■ Exercise details ■
In the records, find each line where "impl" occurs, and copy it.

■ Dataset records ■

:::

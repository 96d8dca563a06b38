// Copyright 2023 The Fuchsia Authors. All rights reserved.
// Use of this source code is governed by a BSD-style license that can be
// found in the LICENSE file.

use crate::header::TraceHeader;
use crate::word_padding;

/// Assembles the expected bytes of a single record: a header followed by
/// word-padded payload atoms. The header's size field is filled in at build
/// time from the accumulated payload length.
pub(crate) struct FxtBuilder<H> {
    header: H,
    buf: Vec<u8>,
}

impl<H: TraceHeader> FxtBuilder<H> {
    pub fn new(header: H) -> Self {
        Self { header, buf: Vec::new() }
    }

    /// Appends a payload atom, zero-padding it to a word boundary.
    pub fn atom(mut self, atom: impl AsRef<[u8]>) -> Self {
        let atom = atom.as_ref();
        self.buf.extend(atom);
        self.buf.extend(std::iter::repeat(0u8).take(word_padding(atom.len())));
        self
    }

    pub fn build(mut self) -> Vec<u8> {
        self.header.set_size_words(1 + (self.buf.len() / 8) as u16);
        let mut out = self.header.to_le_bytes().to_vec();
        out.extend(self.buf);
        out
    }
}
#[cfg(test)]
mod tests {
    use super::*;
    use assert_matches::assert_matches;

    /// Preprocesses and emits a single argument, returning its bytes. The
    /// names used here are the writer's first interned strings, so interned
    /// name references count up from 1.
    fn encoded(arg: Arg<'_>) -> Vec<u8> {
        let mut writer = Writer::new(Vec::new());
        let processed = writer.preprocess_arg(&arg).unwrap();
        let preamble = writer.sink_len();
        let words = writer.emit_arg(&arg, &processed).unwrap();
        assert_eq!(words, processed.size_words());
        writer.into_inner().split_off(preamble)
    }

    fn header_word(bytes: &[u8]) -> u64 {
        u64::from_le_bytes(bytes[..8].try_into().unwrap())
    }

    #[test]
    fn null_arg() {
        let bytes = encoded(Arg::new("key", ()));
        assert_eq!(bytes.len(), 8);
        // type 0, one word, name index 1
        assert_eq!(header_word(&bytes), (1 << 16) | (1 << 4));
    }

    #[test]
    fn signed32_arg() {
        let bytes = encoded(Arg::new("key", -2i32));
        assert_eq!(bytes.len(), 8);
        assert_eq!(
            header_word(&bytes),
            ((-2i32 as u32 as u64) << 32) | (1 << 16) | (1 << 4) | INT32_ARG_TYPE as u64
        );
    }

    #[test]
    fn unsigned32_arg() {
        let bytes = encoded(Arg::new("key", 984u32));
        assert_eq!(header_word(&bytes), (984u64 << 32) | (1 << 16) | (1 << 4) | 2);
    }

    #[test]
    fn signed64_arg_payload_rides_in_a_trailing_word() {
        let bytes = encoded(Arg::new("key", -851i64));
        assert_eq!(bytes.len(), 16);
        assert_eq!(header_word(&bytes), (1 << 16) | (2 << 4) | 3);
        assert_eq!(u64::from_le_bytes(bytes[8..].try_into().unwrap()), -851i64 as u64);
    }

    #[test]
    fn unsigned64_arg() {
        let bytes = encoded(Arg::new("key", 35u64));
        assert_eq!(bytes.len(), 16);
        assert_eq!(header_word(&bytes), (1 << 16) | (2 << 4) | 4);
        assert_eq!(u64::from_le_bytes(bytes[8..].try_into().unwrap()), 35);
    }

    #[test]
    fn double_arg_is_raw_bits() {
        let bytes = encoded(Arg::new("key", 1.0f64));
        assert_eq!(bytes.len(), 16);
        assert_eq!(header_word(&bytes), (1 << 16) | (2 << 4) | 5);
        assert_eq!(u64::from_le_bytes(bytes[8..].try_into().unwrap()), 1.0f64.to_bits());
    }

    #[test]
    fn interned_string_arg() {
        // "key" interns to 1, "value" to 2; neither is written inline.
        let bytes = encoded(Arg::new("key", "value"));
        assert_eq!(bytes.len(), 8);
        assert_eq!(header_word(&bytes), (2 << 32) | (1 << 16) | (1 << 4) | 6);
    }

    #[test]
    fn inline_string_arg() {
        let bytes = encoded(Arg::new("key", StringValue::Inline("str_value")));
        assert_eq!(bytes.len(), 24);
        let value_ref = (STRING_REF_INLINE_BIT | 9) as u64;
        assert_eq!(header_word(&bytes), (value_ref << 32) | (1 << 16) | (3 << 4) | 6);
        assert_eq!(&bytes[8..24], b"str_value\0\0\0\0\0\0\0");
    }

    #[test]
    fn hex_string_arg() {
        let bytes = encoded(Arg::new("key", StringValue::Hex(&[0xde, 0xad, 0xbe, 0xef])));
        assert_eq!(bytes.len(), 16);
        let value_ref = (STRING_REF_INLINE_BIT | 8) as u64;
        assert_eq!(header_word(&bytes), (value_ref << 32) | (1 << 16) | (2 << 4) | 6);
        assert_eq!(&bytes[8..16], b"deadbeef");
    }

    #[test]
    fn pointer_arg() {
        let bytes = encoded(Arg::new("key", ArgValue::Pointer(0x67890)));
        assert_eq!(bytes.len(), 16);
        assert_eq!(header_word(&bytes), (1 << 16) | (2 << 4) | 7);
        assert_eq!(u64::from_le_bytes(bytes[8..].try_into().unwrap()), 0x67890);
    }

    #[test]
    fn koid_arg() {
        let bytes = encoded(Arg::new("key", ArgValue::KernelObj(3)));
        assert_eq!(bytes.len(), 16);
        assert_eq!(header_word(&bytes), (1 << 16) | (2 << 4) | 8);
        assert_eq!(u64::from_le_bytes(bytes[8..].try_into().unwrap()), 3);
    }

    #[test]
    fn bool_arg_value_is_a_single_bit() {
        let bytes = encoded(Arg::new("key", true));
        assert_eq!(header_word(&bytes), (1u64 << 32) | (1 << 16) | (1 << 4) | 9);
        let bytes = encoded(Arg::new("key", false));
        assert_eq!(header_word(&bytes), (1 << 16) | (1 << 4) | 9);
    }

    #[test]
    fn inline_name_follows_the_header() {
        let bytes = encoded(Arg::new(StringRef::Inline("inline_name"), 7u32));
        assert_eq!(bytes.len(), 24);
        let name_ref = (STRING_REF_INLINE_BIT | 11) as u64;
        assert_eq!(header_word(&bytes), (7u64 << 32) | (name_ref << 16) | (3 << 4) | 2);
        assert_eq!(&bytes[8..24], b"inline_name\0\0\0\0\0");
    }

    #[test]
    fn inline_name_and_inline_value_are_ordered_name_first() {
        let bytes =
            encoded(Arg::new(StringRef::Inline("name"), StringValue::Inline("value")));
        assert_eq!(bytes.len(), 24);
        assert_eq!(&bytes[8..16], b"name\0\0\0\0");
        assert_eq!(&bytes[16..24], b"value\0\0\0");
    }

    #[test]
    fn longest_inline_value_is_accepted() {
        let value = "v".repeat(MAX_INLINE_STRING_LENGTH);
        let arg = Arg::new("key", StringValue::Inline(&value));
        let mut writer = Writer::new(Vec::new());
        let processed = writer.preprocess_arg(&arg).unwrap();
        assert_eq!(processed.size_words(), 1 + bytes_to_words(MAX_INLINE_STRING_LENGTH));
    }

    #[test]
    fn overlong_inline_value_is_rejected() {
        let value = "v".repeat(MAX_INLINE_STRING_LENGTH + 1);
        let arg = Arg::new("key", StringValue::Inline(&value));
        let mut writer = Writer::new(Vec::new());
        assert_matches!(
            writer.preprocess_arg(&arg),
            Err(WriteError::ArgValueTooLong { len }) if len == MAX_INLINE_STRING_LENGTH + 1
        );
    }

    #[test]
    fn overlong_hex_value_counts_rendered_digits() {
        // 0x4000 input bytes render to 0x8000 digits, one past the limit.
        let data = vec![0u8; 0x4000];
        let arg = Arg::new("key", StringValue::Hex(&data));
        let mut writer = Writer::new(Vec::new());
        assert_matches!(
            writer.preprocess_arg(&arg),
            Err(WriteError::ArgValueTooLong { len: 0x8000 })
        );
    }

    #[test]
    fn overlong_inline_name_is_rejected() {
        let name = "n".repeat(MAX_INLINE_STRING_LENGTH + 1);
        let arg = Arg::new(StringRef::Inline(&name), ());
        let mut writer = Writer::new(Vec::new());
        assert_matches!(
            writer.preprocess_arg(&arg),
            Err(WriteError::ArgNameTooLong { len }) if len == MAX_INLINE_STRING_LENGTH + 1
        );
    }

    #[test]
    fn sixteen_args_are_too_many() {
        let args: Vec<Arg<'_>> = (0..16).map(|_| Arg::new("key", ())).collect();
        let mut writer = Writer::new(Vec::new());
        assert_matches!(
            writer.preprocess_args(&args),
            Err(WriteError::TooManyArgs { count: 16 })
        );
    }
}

:::

■ Answer to this exercise ■
impl<H: TraceHeader> FxtBuilder<H> {
    pub fn atom(mut self, atom: impl AsRef<[u8]>) -> Self {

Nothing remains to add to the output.